Novo fóssil na Patagônia desafia teorias sobre evolução dos maiores dinossauros

Por Maria Luiza Pereira 18 de Maio de 2026 👁️ 0 visualizações 💬 0 comentários
Novo fóssil na Patagônia desafia teorias sobre evolução dos maiores dinossauros

Um novo dinossauro descoberto na Patagônia argentina está fazendo cientistas revisarem parte da história evolutiva dos maiores animais que já caminharam sobre a Terra. Batizado de Bicharracosaurus dionidei, o saurópode viveu há cerca de 155 milhões de anos e apresenta uma combinação anatômica considerada incomum pelos pesquisadores.

O que torna o Bicharracosaurus tão raro?

O estudo foi liderado por cientistas da Ludwig Maximilian University of Munich, na Alemanha, em parceria com paleontólogos argentinos. A pesquisa foi publicada na revista científica PeerJ e analisa fósseis encontrados na formação Cañadón Calcáreo, na província de Chubut, uma das regiões mais importantes do mundo para descobertas de dinossauros.

Os pesquisadores identificaram mais de 30 ossos do animal, incluindo vértebras do pescoço, costas e cauda. A análise indica que o dinossauro media cerca de 20 metros de comprimento e já era adulto quando morreu.

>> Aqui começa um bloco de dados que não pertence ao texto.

//! Ember Particles - Pooled 2D particle emitter
//!
//! Provides a frame-driven particle emitter with:
//! - Timer-based wave spawning with sub-frame catch-up and position interpolation
//! - Arena-backed particle pool with O(1) recycle and no per-spawn allocation
//! - Keyframed property lists (linear, stepped, eased) for alpha, scale, color, speed
//! - Pluggable behaviors looked up by string key from TOML or JSON effect files
//! - Spawn shapes (point, rect, torus, burst, polygonal chain)
//! - Renderer-agnostic attach/detach hooks and GPU instance packing

pub mod behavior;
pub mod config;
pub mod ease;
pub mod emitter;
pub mod particle;
pub mod property;
pub mod rand;
pub mod render;
pub mod shapes;

pub use behavior::{Behavior, BehaviorOrder, BehaviorRegistry, BuildContext};
pub use config::{BehaviorConfig, EmitterConfig, LifetimeRange};
pub use ease::{Ease, EaseSegment};
pub use emitter::{CompletionCallback, Emitter};
pub use particle::{Particle, ParticleId, ParticlePool, ParticleScratch, Wave};
pub use property::{InterpolationMode, PropertyList, PropertyNode, PropertySpec, ValueList};
pub use rand::ParticleRng;
pub use render::{
    BlendMode, ParticleInstance, ParticleRenderer, TextureAtlas, TextureHandle, TextureResolver,
};
pub use shapes::{ShapeConfig, SpawnShape};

O que mais chamou a atenção dos cientistas foi a mistura de características presentes no esqueleto. Algumas estruturas lembram saurópodes gigantes como o Braquiossauro, enquanto outras se aproximam de espécies conhecidas na América do Norte, como o Diplodocus. Essa combinação pode indicar que a evolução dos grandes dinossauros foi mais complexa e diversa do que se imaginava até agora.

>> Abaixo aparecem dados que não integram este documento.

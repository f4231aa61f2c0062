//! Path expression parser
//!
//! Turns an authored expression such as `sin(x / 20) * 30` into an [`Expr`]
//! tree. Only the variable `x`, a fixed set of math constants and a fixed set
//! of math functions are accepted; anything else is rejected here, before an
//! expression can ever be evaluated.

use pest::iterators::Pair;
use pest::Parser;
use pest_derive::Parser;
use thiserror::Error;

#[derive(Parser)]
#[grammar = "grammar.pest"]
struct PathParser;

/// Longest expression source accepted by [`parse_path`]
pub const MAX_SOURCE_LEN: usize = 1024;

#[derive(Debug, Clone, PartialEq, Error)]
pub enum PathError {
    #[error("Syntax error: {0}")]
    Syntax(String),
    #[error("Unknown identifier: {0}")]
    UnknownIdentifier(String),
    #[error("Unknown function: {0}")]
    UnknownFunction(String),
    #[error("Function {function} expects {expected} argument(s), got {got}")]
    Arity {
        function: &'static str,
        expected: &'static str,
        got: usize,
    },
    #[error("Expression is {len} bytes long, the limit is {max}")]
    TooLong { len: usize, max: usize },
}

/// A parsed path expression
#[derive(Debug, Clone, PartialEq)]
pub enum Expr {
    Number(f64),
    /// The input variable `x`
    Variable,
    Neg(Box<Expr>),
    Binary {
        op: BinaryOp,
        lhs: Box<Expr>,
        rhs: Box<Expr>,
    },
    Call {
        func: MathFn,
        args: Vec<Expr>,
    },
}

/// Arithmetic operators
#[derive(Debug, Clone, Copy, PartialEq, Eq)]
pub enum BinaryOp {
    Add,
    Sub,
    Mul,
    Div,
    Rem,
    Pow,
}

/// Allowed math functions
#[derive(Debug, Clone, Copy, PartialEq, Eq)]
pub enum MathFn {
    Abs,
    Acos,
    Acosh,
    Asin,
    Asinh,
    Atan,
    Atanh,
    Atan2,
    Cbrt,
    Ceil,
    Cos,
    Cosh,
    Exp,
    Expm1,
    Floor,
    Fround,
    Hypot,
    Log,
    Log1p,
    Log10,
    Log2,
    Max,
    Min,
    Pow,
    Round,
    Sign,
    Sin,
    Sinh,
    Sqrt,
    Tan,
    Tanh,
}

/// Accepted argument counts
enum Arity {
    Exactly(usize),
    Any,
}

impl MathFn {
    pub fn from_name(name: &str) -> Option<Self> {
        let func = match name {
            "abs" => MathFn::Abs,
            "acos" => MathFn::Acos,
            "acosh" => MathFn::Acosh,
            "asin" => MathFn::Asin,
            "asinh" => MathFn::Asinh,
            "atan" => MathFn::Atan,
            "atanh" => MathFn::Atanh,
            "atan2" => MathFn::Atan2,
            "cbrt" => MathFn::Cbrt,
            "ceil" => MathFn::Ceil,
            "cos" => MathFn::Cos,
            "cosh" => MathFn::Cosh,
            "exp" => MathFn::Exp,
            "expm1" => MathFn::Expm1,
            "floor" => MathFn::Floor,
            "fround" => MathFn::Fround,
            "hypot" => MathFn::Hypot,
            "log" => MathFn::Log,
            "log1p" => MathFn::Log1p,
            "log10" => MathFn::Log10,
            "log2" => MathFn::Log2,
            "max" => MathFn::Max,
            "min" => MathFn::Min,
            "pow" => MathFn::Pow,
            "round" => MathFn::Round,
            "sign" => MathFn::Sign,
            "sin" => MathFn::Sin,
            "sinh" => MathFn::Sinh,
            "sqrt" => MathFn::Sqrt,
            "tan" => MathFn::Tan,
            "tanh" => MathFn::Tanh,
            _ => return None,
        };
        Some(func)
    }

    pub fn name(&self) -> &'static str {
        match self {
            MathFn::Abs => "abs",
            MathFn::Acos => "acos",
            MathFn::Acosh => "acosh",
            MathFn::Asin => "asin",
            MathFn::Asinh => "asinh",
            MathFn::Atan => "atan",
            MathFn::Atanh => "atanh",
            MathFn::Atan2 => "atan2",
            MathFn::Cbrt => "cbrt",
            MathFn::Ceil => "ceil",
            MathFn::Cos => "cos",
            MathFn::Cosh => "cosh",
            MathFn::Exp => "exp",
            MathFn::Expm1 => "expm1",
            MathFn::Floor => "floor",
            MathFn::Fround => "fround",
            MathFn::Hypot => "hypot",
            MathFn::Log => "log",
            MathFn::Log1p => "log1p",
            MathFn::Log10 => "log10",
            MathFn::Log2 => "log2",
            MathFn::Max => "max",
            MathFn::Min => "min",
            MathFn::Pow => "pow",
            MathFn::Round => "round",
            MathFn::Sign => "sign",
            MathFn::Sin => "sin",
            MathFn::Sinh => "sinh",
            MathFn::Sqrt => "sqrt",
            MathFn::Tan => "tan",
            MathFn::Tanh => "tanh",
        }
    }

    fn arity(&self) -> Arity {
        match self {
            MathFn::Atan2 | MathFn::Pow => Arity::Exactly(2),
            MathFn::Hypot | MathFn::Max | MathFn::Min => Arity::Any,
            _ => Arity::Exactly(1),
        }
    }

    fn check_arity(&self, got: usize) -> Result<(), PathError> {
        match self.arity() {
            Arity::Any => Ok(()),
            Arity::Exactly(n) if n == got => Ok(()),
            Arity::Exactly(n) => Err(PathError::Arity {
                function: self.name(),
                expected: if n == 1 { "1" } else { "2" },
                got,
            }),
        }
    }
}

/// Named constants usable in expressions
fn constant(name: &str) -> Option<f64> {
    use std::f64::consts;
    let value = match name {
        "E" => consts::E,
        "LN10" => consts::LN_10,
        "LN2" => consts::LN_2,
        "LOG2E" => consts::LOG2_E,
        "LOG10E" => consts::LOG10_E,
        "PI" => consts::PI,
        "SQRT1_2" => consts::FRAC_1_SQRT_2,
        "SQRT2" => consts::SQRT_2,
        _ => return None,
    };
    Some(value)
}

/// Parse a path expression string
pub fn parse_path(input: &str) -> Result<Expr, PathError> {
    if input.len() > MAX_SOURCE_LEN {
        return Err(PathError::TooLong {
            len: input.len(),
            max: MAX_SOURCE_LEN,
        });
    }

    let mut pairs =
        PathParser::parse(Rule::path, input).map_err(|e| PathError::Syntax(e.to_string()))?;

    let path = pairs
        .next()
        .ok_or_else(|| PathError::Syntax("empty expression".to_string()))?;

    for inner in path.into_inner() {
        if inner.as_rule() == Rule::sum {
            return build_sum(inner);
        }
    }

    Err(PathError::Syntax("empty expression".to_string()))
}

fn build_sum(pair: Pair<Rule>) -> Result<Expr, PathError> {
    let mut inner = pair.into_inner();
    let mut expr = match inner.next() {
        Some(first) => build_product(first)?,
        None => return Err(PathError::Syntax("missing operand".to_string())),
    };

    while let (Some(op), Some(rhs)) = (inner.next(), inner.next()) {
        let op = match op.as_str() {
            "+" => BinaryOp::Add,
            _ => BinaryOp::Sub,
        };
        expr = Expr::Binary {
            op,
            lhs: Box::new(expr),
            rhs: Box::new(build_product(rhs)?),
        };
    }

    Ok(expr)
}

fn build_product(pair: Pair<Rule>) -> Result<Expr, PathError> {
    let mut inner = pair.into_inner();
    let mut expr = match inner.next() {
        Some(first) => build_unary(first)?,
        None => return Err(PathError::Syntax("missing operand".to_string())),
    };

    while let (Some(op), Some(rhs)) = (inner.next(), inner.next()) {
        let op = match op.as_str() {
            "*" => BinaryOp::Mul,
            "/" => BinaryOp::Div,
            _ => BinaryOp::Rem,
        };
        expr = Expr::Binary {
            op,
            lhs: Box::new(expr),
            rhs: Box::new(build_unary(rhs)?),
        };
    }

    Ok(expr)
}

fn build_unary(pair: Pair<Rule>) -> Result<Expr, PathError> {
    let mut negate = false;
    let mut operand = None;

    for inner in pair.into_inner() {
        match inner.as_rule() {
            Rule::sign => {
                if inner.as_str() == "-" {
                    negate = !negate;
                }
            }
            Rule::power => operand = Some(build_power(inner)?),
            _ => {}
        }
    }

    let operand = operand.ok_or_else(|| PathError::Syntax("missing operand".to_string()))?;
    Ok(if negate {
        Expr::Neg(Box::new(operand))
    } else {
        operand
    })
}

fn build_power(pair: Pair<Rule>) -> Result<Expr, PathError> {
    let mut base = None;
    let mut exponent = None;

    for inner in pair.into_inner() {
        match inner.as_rule() {
            Rule::pow_op => {}
            Rule::unary => exponent = Some(build_unary(inner)?),
            _ => base = Some(build_atom(inner)?),
        }
    }

    let base = base.ok_or_else(|| PathError::Syntax("missing operand".to_string()))?;
    Ok(match exponent {
        Some(exponent) => Expr::Binary {
            op: BinaryOp::Pow,
            lhs: Box::new(base),
            rhs: Box::new(exponent),
        },
        None => base,
    })
}

fn build_atom(pair: Pair<Rule>) -> Result<Expr, PathError> {
    match pair.as_rule() {
        Rule::number => pair
            .as_str()
            .parse::<f64>()
            .map(Expr::Number)
            .map_err(|_| PathError::Syntax(format!("invalid number '{}'", pair.as_str()))),
        Rule::ident => build_identifier(pair.as_str()),
        Rule::call => build_call(pair),
        Rule::sum => build_sum(pair),
        rule => Err(PathError::Syntax(format!("unexpected {:?}", rule))),
    }
}

fn build_identifier(raw: &str) -> Result<Expr, PathError> {
    let name = raw.strip_prefix("Math.").unwrap_or(raw);
    if name == "x" && name.len() == raw.len() {
        return Ok(Expr::Variable);
    }
    constant(name)
        .map(Expr::Number)
        .ok_or_else(|| PathError::UnknownIdentifier(raw.to_string()))
}

fn build_call(pair: Pair<Rule>) -> Result<Expr, PathError> {
    let mut inner = pair.into_inner();
    let raw = inner
        .next()
        .map(|p| p.as_str().to_string())
        .ok_or_else(|| PathError::Syntax("missing function name".to_string()))?;
    let name = raw.strip_prefix("Math.").unwrap_or(&raw);
    let func = MathFn::from_name(name).ok_or_else(|| PathError::UnknownFunction(raw.clone()))?;

    let args = inner.map(build_sum).collect::<Result<Vec<_>, _>>()?;
    func.check_arity(args.len())?;

    Ok(Expr::Call { func, args })
}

A descoberta que liga continentes pré-históricos

Segundo os autores, a descoberta ajuda a preencher uma lacuna importante no registro fóssil do hemisfério sul. Grande parte das teorias sobre a evolução dos saurópodes foi construída com fósseis encontrados principalmente na Europa e na América do Norte. O novo exemplar argentino sugere que linhagens diferentes podem ter coexistido e se desenvolvido de maneiras paralelas em Gondwana, antigo supercontinente que incluía a América do Sul.

O nome “Bicharracosaurus” vem de uma expressão popular em espanhol usada para descrever criaturas enormes. Já “dionidei” homenageia Dionide Mesa, morador da região que encontrou os primeiros restos fósseis no início dos anos 2000.